Brown has been heavily criticized after the Longhorns lost at least four games for the fourth consecutive season. Since losing to Alabama 37-21 in the 2010 BCS National Championship, UT has gone 30-20 overall, 19-17 in the Big 12. Brown knows more than anyone that his teams' recent results aren't good enough at a program like Texas.

But it might have been Saban or bust for the Longhorns. Unless UT could have lured Saban to Austin, it doesn't make any sense to run off a coach who guided it to its first national championship in 35 years in 2005. In 16 seasons with the Longhorns, Brown has a record of 158-47. He needs only nine victories to match the revered Darrell Royal for the most wins in UT history. In fact, Brown's winning percentage (.771) is on par with Royal's (.774), whose name is etched on the Longhorns' stadium.

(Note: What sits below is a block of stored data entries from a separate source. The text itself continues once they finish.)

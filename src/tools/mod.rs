//! The five assistant-facing tools.
//!
//! Each tool is a two-level switch: the tool name, then a discriminator
//! argument (`what`, `format` or `action`) selecting the leaf handler.

pub mod analyze;
pub mod args;
pub mod configure;
pub mod generate;
pub mod interact;
pub mod observe;

pub use args::ToolArgs;

use crate::daemon::Daemon;
use crate::mcp::{ErrorCode, StructuredError, ToolResult};
use crate::pending::NewCommand;
use serde::Serialize;
use serde_json::Value;
use std::sync::Arc;
use strum::{AsRefStr, Display, EnumIter, EnumString};

#[derive(Debug, Clone, Copy, PartialEq, Eq, Hash, Display, EnumString, EnumIter, AsRefStr)]
#[strum(serialize_all = "snake_case")]
pub enum ToolName {
    Observe,
    Analyze,
    Generate,
    Configure,
    Interact,
}

// ─── Declarations ────────────────────────────────────────────────────────────

#[derive(Debug, Clone, Copy, PartialEq, Eq)]
pub enum ParamType {
    String,
    Integer,
    Number,
    Boolean,
    Object,
    StringArray,
}

impl ParamType {
    /// JSON Schema `type` keyword.
    pub fn json_type(self) -> &'static str {
        match self {
            Self::String => "string",
            Self::Integer => "integer",
            Self::Number => "number",
            Self::Boolean => "boolean",
            Self::Object => "object",
            Self::StringArray => "array",
        }
    }
}

/// One declared tool argument.
#[derive(Debug, Clone, Copy)]
pub struct Param {
    pub name: &'static str,
    pub kind: ParamType,
    pub description: &'static str,
}

pub const fn param(name: &'static str, kind: ParamType, description: &'static str) -> Param {
    Param {
        name,
        kind,
        description,
    }
}

/// Static description of a tool: its discriminator, the values it accepts
/// and every other argument it understands.
#[derive(Debug, Clone, Copy)]
pub struct ToolDef {
    pub name: ToolName,
    pub description: &'static str,
    pub discriminator: &'static str,
    pub modes: &'static [&'static str],
    pub params: &'static [Param],
}

/// Accepted by every tool.
pub const TELEMETRY_MODE_PARAM: Param = param(
    "telemetry_mode",
    ParamType::String,
    "Passive telemetry for this call: off, auto (default) or full",
);

impl ToolDef {
    pub fn known_params(&self) -> Vec<&'static str> {
        std::iter::once(self.discriminator)
            .chain(self.params.iter().map(|p| p.name))
            .chain(std::iter::once(TELEMETRY_MODE_PARAM.name))
            .collect()
    }
}

pub fn definitions() -> [&'static ToolDef; 5] {
    [
        &observe::DEFINITION,
        &analyze::DEFINITION,
        &generate::DEFINITION,
        &configure::DEFINITION,
        &interact::DEFINITION,
    ]
}

pub fn definition(name: ToolName) -> &'static ToolDef {
    match name {
        ToolName::Observe => &observe::DEFINITION,
        ToolName::Analyze => &analyze::DEFINITION,
        ToolName::Generate => &generate::DEFINITION,
        ToolName::Configure => &configure::DEFINITION,
        ToolName::Interact => &interact::DEFINITION,
    }
}

// ─── Dispatch ────────────────────────────────────────────────────────────────

/// Collaborators a leaf handler may use for one call.
#[derive(Clone, Copy)]
pub struct ToolContext<'a> {
    pub daemon: &'a Daemon,
    pub client_id: &'a str,
}

/// Routes a validated tool call to its leaf handler.
#[derive(Debug, Clone)]
pub struct ToolDispatcher {
    daemon: Arc<Daemon>,
}

impl ToolDispatcher {
    pub fn new(daemon: Arc<Daemon>) -> Self {
        Self { daemon }
    }

    pub async fn call(
        &self,
        tool: ToolName,
        args: &ToolArgs,
        client_id: &str,
    ) -> Result<ToolResult, StructuredError> {
        let ctx = ToolContext {
            daemon: &self.daemon,
            client_id,
        };
        match tool {
            ToolName::Observe => observe::handle(ctx, args),
            ToolName::Analyze => analyze::handle(ctx, args),
            ToolName::Generate => generate::handle(ctx, args),
            ToolName::Configure => configure::handle(ctx, args),
            ToolName::Interact => interact::handle(ctx, args).await,
        }
    }
}

// ─── Shared helpers ──────────────────────────────────────────────────────────

pub(crate) fn to_json<T: Serialize>(value: &T) -> Result<Value, StructuredError> {
    serde_json::to_value(value).map_err(|e| {
        StructuredError::new(
            ErrorCode::MarshalFailed,
            format!("failed to serialize response: {e}"),
        )
    })
}

/// Queue a browser command for the extension and return its correlation id.
/// The tracked tab is used unless the caller names one.
pub(crate) fn queue_command(
    ctx: ToolContext<'_>,
    kind: &str,
    params: Value,
    tab_id: Option<i64>,
) -> String {
    let tab_id = tab_id.or_else(|| ctx.daemon.tracking.snapshot().tracked_tab_id);
    ctx.daemon.pending.create(NewCommand {
        kind: kind.to_string(),
        params,
        tab_id,
        client_id: ctx.client_id.to_string(),
        timeout: ctx.daemon.config().pending.command_timeout(),
    })
}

And that's after Brown won eight games this season without a serviceable quarterback, the result of a series of recruiting missteps that falls at the head coach's feet. Texas, which seemingly has more resources and a more fertile recruiting ground than any other program in the country, has the same problems as Florida and USC, which have similar embarrassments of riches. They don't have a quarterback. And without a triggerman, the Longhorns don't have a chance in the pass-happy Big 12, but that can be addressed this offseason. 

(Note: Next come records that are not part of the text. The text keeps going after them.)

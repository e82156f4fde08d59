//! Static markdown served through `resources/list` and `resources/read`.

use serde::Serialize;

pub const MIME_MARKDOWN: &str = "text/markdown";

const CAPABILITIES: &str = include_str!("resources/capabilities.md");
const GUIDE: &str = include_str!("resources/guide.md");
const QUICKSTART: &str = include_str!("resources/quickstart.md");

const PLAYBOOKS: &[(&str, &str)] = &[
    (
        "performance/quick",
        include_str!("resources/playbooks/performance_quick.md"),
    ),
    (
        "performance/full",
        include_str!("resources/playbooks/performance_full.md"),
    ),
    (
        "accessibility/quick",
        include_str!("resources/playbooks/accessibility_quick.md"),
    ),
    (
        "accessibility/full",
        include_str!("resources/playbooks/accessibility_full.md"),
    ),
    (
        "security/quick",
        include_str!("resources/playbooks/security_quick.md"),
    ),
    (
        "security/full",
        include_str!("resources/playbooks/security_full.md"),
    ),
];

const DEMOS: &[(&str, &str)] = &[
    ("ws", include_str!("resources/demos/ws.md")),
    ("annotations", include_str!("resources/demos/annotations.md")),
    ("recording", include_str!("resources/demos/recording.md")),
    ("dependencies", include_str!("resources/demos/dependencies.md")),
];

/// Entry in the `resources/list` result.
#[derive(Debug, Clone, Serialize)]
pub struct ResourceInfo {
    pub uri: &'static str,
    pub name: &'static str,
    pub description: &'static str,
    #[serde(rename = "mimeType")]
    pub mime_type: &'static str,
}

/// One item of `resources/read` `contents`.
#[derive(Debug, Clone, PartialEq, Eq, Serialize)]
pub struct ResourceContent {
    pub uri: String,
    #[serde(rename = "mimeType")]
    pub mime_type: &'static str,
    pub text: &'static str,
}

pub fn list() -> Vec<ResourceInfo> {
    vec![
        ResourceInfo {
            uri: "gasoline://capabilities",
            name: "Gasoline Capability Index",
            description: "Which playbook to read for which task",
            mime_type: MIME_MARKDOWN,
        },
        ResourceInfo {
            uri: "gasoline://guide",
            name: "Gasoline Usage Guide",
            description: "How to use the Gasoline tools for browser debugging",
            mime_type: MIME_MARKDOWN,
        },
        ResourceInfo {
            uri: "gasoline://quickstart",
            name: "Gasoline Quickstart",
            description: "Short list of working tool calls",
            mime_type: MIME_MARKDOWN,
        },
    ]
}

fn canonical_capability(raw: &str) -> Option<&'static str> {
    match raw {
        "performance" | "performance_analysis" | "perf" => Some("performance"),
        "accessibility" | "accessibility_audit" | "a11y" => Some("accessibility"),
        "security" | "security_audit" => Some("security"),
        _ => None,
    }
}

/// Resolve `<capability>[/<level>]` to a playbook key. A bare capability
/// means its quick variant.
fn playbook_key(raw: &str) -> Option<String> {
    let trimmed = raw.trim().trim_matches('/').to_lowercase();
    let mut parts = trimmed.split('/');
    let capability = canonical_capability(parts.next()?.trim())?;
    let level = parts.next().map_or("quick", str::trim);
    if level.is_empty() || parts.next().is_some() {
        return None;
    }
    Some(format!("{capability}/{level}"))
}

/// Look up a resource, returning its canonical URI and text.
pub fn read(uri: &str) -> Option<ResourceContent> {
    let found = |uri: String, text: &'static str| ResourceContent {
        uri,
        mime_type: MIME_MARKDOWN,
        text,
    };

    match uri {
        "gasoline://capabilities" => Some(found(uri.into(), CAPABILITIES)),
        "gasoline://guide" => Some(found(uri.into(), GUIDE)),
        "gasoline://quickstart" => Some(found(uri.into(), QUICKSTART)),
        _ => {
            if let Some(rest) = uri.strip_prefix("gasoline://playbook/") {
                let key = playbook_key(rest)?;
                let (_, text) = PLAYBOOKS.iter().find(|(k, _)| *k == key)?;
                Some(found(format!("gasoline://playbook/{key}"), text))
            } else if let Some(name) = uri.strip_prefix("gasoline://demo/") {
                let (_, text) = DEMOS.iter().find(|(k, _)| *k == name)?;
                Some(found(uri.into(), text))
            } else {
                None
            }
        }
    }
}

But if Saban isn't available, who is Texas going to hire who is more qualified than Brown? Auburn's Gus Malzahn, Florida State's Jimbo Fisher, UCLA's Jim Mora and Baylor's Art Briles, the most attractive coaches in college football this season, recently agreed to contract extensions with their respective schools. Oklahoma State's Mike Gundy, Vanderbilt's James Franklin and Arizona State's Todd Graham also have been mentioned as possible replacements at Texas. Count the national championship rings on their fingers and compare them to the gaudy jewelry on Brown's ring finger.